Astrophysics and cosmology are in the midst of a golden age of science-rich observations from incredibly powerful telescopes of various kinds. The data from these instruments are often freely available on the web. Anyone can do things like study x-rays from pulsars in our galaxy or gamma rays from distant galaxies using data from Swift and Fermi; discover planets eclipsing nearby stars using data from Kepler; measure the expansion of the universe using supernovae data; study the cosmic microwave background with data from Planck; find gravitational waves from binary black hole mergers using data from LIGO; and study the clustering of galaxies using Hubble data. We will explore some of these data sets and the science than can be extracted from them. A primary goal of this class is to develop skills in scientific computing and visualization - bring your laptop! Not offered 2017-18.

Enzymes are at the heart of biochemistry. We will begin with a down to earth discussion of how, as catalysts, they are used to convert substrate to product. Then we will model their activity by using explicit equations. Under ideal conditions, their dynamics are described by a system of first order differential equations. The difficulty will be seen to stem from them being non-linear. However, under a steady state hypothesis, they reduce to a simpler equation, whose solution can describe the late time behavior. The students will apply it to some specially chosen, real examples. Not offered 2017-18.

An exploration of experimental Quantum Mechanics from the beginnings to the future, based on weekly readings and class discussion from the book "Dance of the Photons" by Anton Zeilinger, plus other supplementary sources. No lectures. Interferometers, entanglement, teleportation, quantum computation, and other mysteries will be explored. Not offered 2017-18.

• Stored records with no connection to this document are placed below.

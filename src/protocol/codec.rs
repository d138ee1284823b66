//! Frame Decoder
//!
//! Membaca satu frame per panggilan langsung dari byte stream (blocking).
//! Payload dibaca ke buffer stack berukuran tetap, tidak ada alokasi heap.

use std::io::{self, Read};

use tracing::debug;

use super::message::{Header, Message, TypeRegistry, HEADER_SIZE, TOKEN_SIZE};
use crate::error::ProtocolError;

/// Largest fixed payload of any registered kind
const MAX_PAYLOAD_SIZE: usize = TOKEN_SIZE;

/// Read until `buf` is full or the stream ends. Returns bytes read.
fn read_full<R: Read>(reader: &mut R, buf: &mut [u8]) -> io::Result<usize> {
    let mut filled = 0;
    while filled < buf.len() {
        match reader.read(&mut buf[filled..]) {
            Ok(0) => break,
            Ok(n) => filled += n,
            Err(ref e) if e.kind() == io::ErrorKind::Interrupted => continue,
            Err(e) => return Err(e),
        }
    }
    Ok(filled)
}

/// Baca header 16 byte.
///
/// EOF sebelum byte pertama = [`ProtocolError::StreamEnded`] (peer disconnect).
/// EOF di tengah header = I/O error `UnexpectedEof`.
pub fn read_header<R: Read>(reader: &mut R) -> Result<Header, ProtocolError> {
    let mut buf = [0u8; HEADER_SIZE];
    match read_full(reader, &mut buf)? {
        0 => Err(ProtocolError::StreamEnded),
        HEADER_SIZE => Ok(Header::from_bytes(&buf)),
        n => Err(ProtocolError::Io(io::Error::new(
            io::ErrorKind::UnexpectedEof,
            format!("stream ended after {n} of {HEADER_SIZE} header bytes"),
        ))),
    }
}

/// Message courier over a byte stream
///
/// Decode-only: [`Courier::send`] exists for API symmetry but does no I/O.
pub struct Courier<'r, R> {
    reader: R,
    registry: &'r TypeRegistry,
    strict_frame_size: bool,
}

impl<'r, R: Read> Courier<'r, R> {
    pub fn new(reader: R, registry: &'r TypeRegistry) -> Self {
        Self {
            reader,
            registry,
            strict_frame_size: false,
        }
    }

    /// Reject frames whose declared `size` does not match the resolved type.
    pub fn with_strict_frame_size(mut self, strict: bool) -> Self {
        self.strict_frame_size = strict;
        self
    }

    /// Receive the next message.
    ///
    /// Unknown type: header dikembalikan apa adanya dan tidak ada byte
    /// tambahan yang dibaca (field `size` tidak dipakai untuk skip).
    pub fn receive(&mut self) -> Result<Message, ProtocolError> {
        let header = read_header(&mut self.reader)?;

        let kind = self
            .registry
            .resolve(header.msg_type)
            .ok_or(ProtocolError::UnknownMessage(header))?;

        let expected_frame = kind.frame_size() as u64;
        if header.size != expected_frame {
            if self.strict_frame_size {
                return Err(ProtocolError::DeclaredSize {
                    header,
                    expected: expected_frame,
                });
            }
            debug!(
                declared = header.size,
                expected = expected_frame,
                msg_type = %header.msg_type,
                "declared frame size ignored"
            );
        }

        let expected = self.registry.size_of(kind);
        let mut payload = [0u8; MAX_PAYLOAD_SIZE];
        let actual = read_full(&mut self.reader, &mut payload[..expected])?;
        if actual < expected {
            return Err(ProtocolError::Size {
                msg_type: header.msg_type,
                expected,
                actual,
            });
        }

        Ok(Message::decode(kind, &payload[..expected]))
    }

    /// Encoding is not implemented: no bytes are written.
    pub fn send(&mut self, _msg: &Message) {}

    pub fn get_ref(&self) -> &R {
        &self.reader
    }

    pub fn into_inner(self) -> R {
        self.reader
    }
}

#[cfg(test)]
mod tests {
    use super::*;
    use crate::protocol::{Authorization, LinkLibrary, MessageKind, MessageType, Token, Version};
    use std::io::Cursor;

    fn frame(msg_type: u64, declared: u64, payload: &[u8]) -> Vec<u8> {
        let mut buf = Vec::with_capacity(HEADER_SIZE + payload.len());
        buf.extend_from_slice(&declared.to_le_bytes());
        buf.extend_from_slice(&msg_type.to_le_bytes());
        buf.extend_from_slice(payload);
        buf
    }

    fn well_formed(msg_type: MessageType, payload: &[u8]) -> Vec<u8> {
        frame(msg_type.0, (HEADER_SIZE + payload.len()) as u64, payload)
    }

    #[test]
    fn test_decode_ok() {
        let registry = TypeRegistry::standard().unwrap();
        let data = well_formed(MessageType::OK, &[]);
        let mut courier = Courier::new(Cursor::new(data), &registry);

        assert_eq!(courier.receive().unwrap(), Message::Ok);
    }

    #[test]
    fn test_decode_version() {
        let registry = TypeRegistry::standard().unwrap();
        let data = well_formed(MessageType::VERSION, &0x0102_0304_0506_0708u64.to_le_bytes());
        let mut courier = Courier::new(Cursor::new(data), &registry);

        assert_eq!(
            courier.receive().unwrap(),
            Message::Version(Version {
                value: 0x0102_0304_0506_0708
            })
        );
    }

    #[test]
    fn test_decode_authorization() {
        let registry = TypeRegistry::standard().unwrap();
        let mut token = [0u8; 128];
        for (i, b) in token.iter_mut().enumerate() {
            *b = i as u8;
        }
        let data = well_formed(MessageType::AUTHORIZATION, &token);
        let mut courier = Courier::new(Cursor::new(data), &registry);

        assert_eq!(
            courier.receive().unwrap(),
            Message::Authorization(Authorization {
                token: Token(token)
            })
        );
    }

    #[test]
    fn test_decode_link_library() {
        let registry = TypeRegistry::standard().unwrap();
        let mut name = [0u8; 64];
        name[..7].copy_from_slice(b"libtest");
        let data = well_formed(MessageType::LINK_LIBRARY, &name);
        let mut courier = Courier::new(Cursor::new(data), &registry);

        match courier.receive().unwrap() {
            Message::LinkLibrary(link) => {
                assert_eq!(link, LinkLibrary { name_buf: name });
                assert_eq!(link.name(), "libtest");
            }
            other => panic!("unexpected message: {:?}", other),
        }
    }

    #[test]
    fn test_sequential_frames() {
        let registry = TypeRegistry::standard().unwrap();
        let mut data = well_formed(MessageType::VERSION, &3u64.to_le_bytes());
        data.extend(well_formed(MessageType::OK, &[]));
        data.extend(well_formed(MessageType::VERSION, &4u64.to_le_bytes()));
        let mut courier = Courier::new(Cursor::new(data), &registry);

        assert_eq!(courier.receive().unwrap(), Message::Version(Version { value: 3 }));
        assert_eq!(courier.receive().unwrap(), Message::Ok);
        assert_eq!(courier.receive().unwrap(), Message::Version(Version { value: 4 }));
        assert!(courier.receive().unwrap_err().is_stream_end());
    }

    #[test]
    fn test_unknown_type_consumes_header_only() {
        let registry = TypeRegistry::standard().unwrap();
        let mut data = frame(0xFFFF, 24, &[]);
        data.extend_from_slice(&[0xAA; 8]);
        let mut courier = Courier::new(Cursor::new(data), &registry);

        match courier.receive() {
            Err(ProtocolError::UnknownMessage(header)) => {
                assert_eq!(header.size, 24);
                assert_eq!(header.msg_type, MessageType(0xFFFF));
            }
            other => panic!("expected unknown message, got {:?}", other),
        }
        assert_eq!(courier.get_ref().position(), HEADER_SIZE as u64);
    }

    #[test]
    fn test_short_payload_is_size_error() {
        let registry = TypeRegistry::standard().unwrap();
        let data = frame(MessageType::AUTHORIZATION.0, 144, &[1u8; 5]);
        let mut courier = Courier::new(Cursor::new(data), &registry);

        match courier.receive() {
            Err(ProtocolError::Size {
                msg_type,
                expected,
                actual,
            }) => {
                assert_eq!(msg_type, MessageType::AUTHORIZATION);
                assert_eq!(expected, 128);
                assert_eq!(actual, 5);
            }
            other => panic!("expected size error, got {:?}", other),
        }
    }

    #[test]
    fn test_missing_payload_is_size_error() {
        let registry = TypeRegistry::standard().unwrap();
        let data = frame(MessageType::VERSION.0, 24, &[]);
        let mut courier = Courier::new(Cursor::new(data), &registry);

        assert!(matches!(
            courier.receive(),
            Err(ProtocolError::Size {
                expected: 8,
                actual: 0,
                ..
            })
        ));
    }

    #[test]
    fn test_empty_stream_is_stream_end() {
        let registry = TypeRegistry::standard().unwrap();
        let mut courier = Courier::new(Cursor::new(Vec::new()), &registry);

        assert!(matches!(courier.receive(), Err(ProtocolError::StreamEnded)));
    }

    #[test]
    fn test_partial_header_is_io_error() {
        let registry = TypeRegistry::standard().unwrap();
        let mut courier = Courier::new(Cursor::new(vec![0u8; 10]), &registry);

        match courier.receive() {
            Err(ProtocolError::Io(e)) => assert_eq!(e.kind(), io::ErrorKind::UnexpectedEof),
            other => panic!("expected io error, got {:?}", other),
        }
    }

    #[test]
    fn test_declared_size_ignored_by_default() {
        let registry = TypeRegistry::standard().unwrap();
        let data = frame(MessageType::VERSION.0, 9999, &5u64.to_le_bytes());
        let mut courier = Courier::new(Cursor::new(data), &registry);

        assert_eq!(courier.receive().unwrap(), Message::Version(Version { value: 5 }));
    }

    #[test]
    fn test_declared_size_checked_in_strict_mode() {
        let registry = TypeRegistry::standard().unwrap();
        let data = frame(MessageType::VERSION.0, 9999, &5u64.to_le_bytes());
        let mut courier =
            Courier::new(Cursor::new(data), &registry).with_strict_frame_size(true);

        match courier.receive() {
            Err(ProtocolError::DeclaredSize { header, expected }) => {
                assert_eq!(header.size, 9999);
                assert_eq!(expected, 24);
            }
            other => panic!("expected declared size error, got {:?}", other),
        }
        // payload tidak dibaca
        assert_eq!(courier.get_ref().position(), HEADER_SIZE as u64);
    }

    #[test]
    fn test_strict_mode_accepts_consistent_frames() {
        let registry = TypeRegistry::standard().unwrap();
        let data = well_formed(MessageType::OK, &[]);
        let mut courier =
            Courier::new(Cursor::new(data), &registry).with_strict_frame_size(true);

        assert_eq!(courier.receive().unwrap().kind(), MessageKind::Ok);
    }

    #[test]
    fn test_send_writes_nothing() {
        let registry = TypeRegistry::standard().unwrap();
        let mut courier = Courier::new(Cursor::new(Vec::<u8>::new()), &registry);

        courier.send(&Message::Version(Version { value: 1 }));
        assert!(courier.into_inner().into_inner().is_empty());
    }
}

Ken Lewis's Moneyball (2003) attributes the remarkable success of the low-budget Oakland A's in competing against teams with much larger payrolls to their ability to exploit market failure. The purpose of this course is to evaluate the central claims of the Moneyball thesis. Students will read Moneyball, many of the classic essays published by Bill James in the Baseball Abstract, and some of the classic works in decision theory. The course will necessarily focus on the way baseball executives evaluate both highly quantitative and highly subjective information. Freshmen only; limited enrollment. Not offered 2017-18.